The films are “Borderless” by Behrad Sahebqarani, “A Girl from Parsian” by Parinaz Hashemi Mobarakeh, “Rainbow” by Mohammad Khalili, “The Rotation” by Hazhir As’adi, “Wooden Sword” by Behzad Alavi and Susan Salamat, “One Nice Day” by Susan Salamat, “The Eleventh Step” by Maryam Kashkulinia and “Gando” by Teimur Qaderi.
“Borderless” is competing in the Live Action Short category. The film is about Delaram, a teenage girl who was born with Down’s syndrome. She is very aware of being treated differently by others and feels that there is a border between everyone she encounters. Delaram has come up with a unique coping mechanism to maintain happiness in her life. The imagination can be a powerful tool.
This section also features “Rainbow”. In this film, a young flower vendor working a street corner comes across something that is not his. The events that follow show his regret and misunderstanding of other people’s intentions.
“Wooden Sword” has also been selected for this section. It tells the story of two young boys who meet on a park bench while waiting for their fathers to return. Little do they know that their fathers have not formed a friendship like they just have. Is what they see next something that might stay with them forever?
“One Nice Day” is also competing in this section. An elementary school teacher is given an opportunity to give away one new book bag to a student in his class. To decide, everyone writes a name on a piece of paper and tosses it into a bag, and then the teacher pulls out the winner. Little did he know… the drawing was rigged!
“Gando” and “A Girl From Parsian” have been picked for the documentary short competition.

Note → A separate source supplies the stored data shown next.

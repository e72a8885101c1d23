use crate::types::ImportRecord;
use serde::{Deserialize, Serialize};
use std::collections::BTreeSet;

/// Exact-match filter over records. `None` on a dimension means "all".
#[derive(Debug, Clone, Default, PartialEq, Eq, Serialize, Deserialize)]
pub struct RecordFilter {
    pub year: Option<i32>,
    pub month: Option<u32>,
    pub brand: Option<String>,
    pub model: Option<String>,
    pub vehicle_type: Option<String>,
}

impl RecordFilter {
    pub fn is_empty(&self) -> bool {
        *self == RecordFilter::default()
    }

    pub fn matches(&self, r: &ImportRecord) -> bool {
        self.year.map_or(true, |y| r.year == y)
            && self.month.map_or(true, |m| r.month == m)
            && self.brand.as_deref().map_or(true, |b| r.brand == b)
            && self.model.as_deref().map_or(true, |m| r.model == m)
            && self
                .vehicle_type
                .as_deref()
                .map_or(true, |t| r.vehicle_type == t)
    }

    /// Matching records, input order preserved.
    pub fn apply(&self, records: &[ImportRecord]) -> Vec<ImportRecord> {
        records.iter().filter(|r| self.matches(r)).cloned().collect()
    }
}

/// Distinct values available for each filter dimension, sorted ascending.
#[derive(Debug, Clone, Default, PartialEq, Eq, Serialize)]
pub struct FilterOptions {
    pub years: Vec<i32>,
    pub months: Vec<u32>,
    pub brands: Vec<String>,
    pub models: Vec<String>,
    pub vehicle_types: Vec<String>,
}

impl FilterOptions {
    pub fn from_records(records: &[ImportRecord]) -> Self {
        let years: BTreeSet<i32> = records.iter().map(|r| r.year).collect();
        let months: BTreeSet<u32> = records.iter().map(|r| r.month).collect();
        let brands: BTreeSet<&str> = records.iter().map(|r| r.brand.as_str()).collect();
        let models: BTreeSet<&str> = records.iter().map(|r| r.model.as_str()).collect();
        let types: BTreeSet<&str> = records.iter().map(|r| r.vehicle_type.as_str()).collect();
        Self {
            years: years.into_iter().collect(),
            months: months.into_iter().collect(),
            brands: brands.into_iter().map(String::from).collect(),
            models: models.into_iter().map(String::from).collect(),
            vehicle_types: types.into_iter().map(String::from).collect(),
        }
    }
}

/// Most recent `(year, month)` present in the records.
pub fn latest_period(records: &[ImportRecord]) -> Option<(i32, u32)> {
    records.iter().map(|r| (r.year, r.month)).max()
}

/// Where a resolved reference period came from.
#[derive(Debug, Clone, Copy, PartialEq, Eq)]
pub enum PeriodSource {
    Configured,
    Latest,
    /// One half configured, the other taken from the latest data.
    Mixed,
}

/// Fill whatever part of the reference period is not configured from
/// `latest`. `None` when something is missing and there is no data.
pub fn resolve_period(
    year: Option<i32>,
    month: Option<u32>,
    latest: Option<(i32, u32)>,
) -> Option<((i32, u32), PeriodSource)> {
    match (year, month) {
        (Some(y), Some(m)) => Some(((y, m), PeriodSource::Configured)),
        (None, None) => latest.map(|p| (p, PeriodSource::Latest)),
        (y, m) => {
            let (ly, lm) = latest?;
            Some(((y.unwrap_or(ly), m.unwrap_or(lm)), PeriodSource::Mixed))
        }
    }
}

“Gando” is about the water crisis in Sistan and Baluchistan Province. Villagers must go to local ponds and rivers to get what they need on a daily basis. Once you are on the river bank you must be very careful because gandos (Iranian crocodiles) live there as well.
This documentary tells the story of a nine-year-old girl named Hawa who lost her arm one-day getting water. It’s also a story about, despite the gando being a threat, the villagers respect the gando because they believe they help bring the water.
“A Girl from Parsian” is an insightful documentary about a group of young Iranian women who wish to ride their bikes and the resistance they encounter from men of all ages.
“The Eleventh Step” and “The Rotation” are competing in a section dedicated to short animations.
“The Eleventh Step” is about a little lion cub, born in a zoo. He lives in a cage that is only ten steps long. On the eleventh step, he bangs his head against the bars, but one day the zookeeper leaves the cage door open.
In “The Rotation”, there is a war between two tribes over claiming the sun in the sky. As a result of that war, the sun is annihilated and a volcano erupts. Those two tribes perish and a new sun is made by the lava. Several centuries pass and the new tribes continue to war over their claim to the sun in the sky. The sad cycle continues.
The Providence Children’s Film Festival (PCFF), which is organized online due to the pandemic, will come to an end on February 21 with the announcement of winners.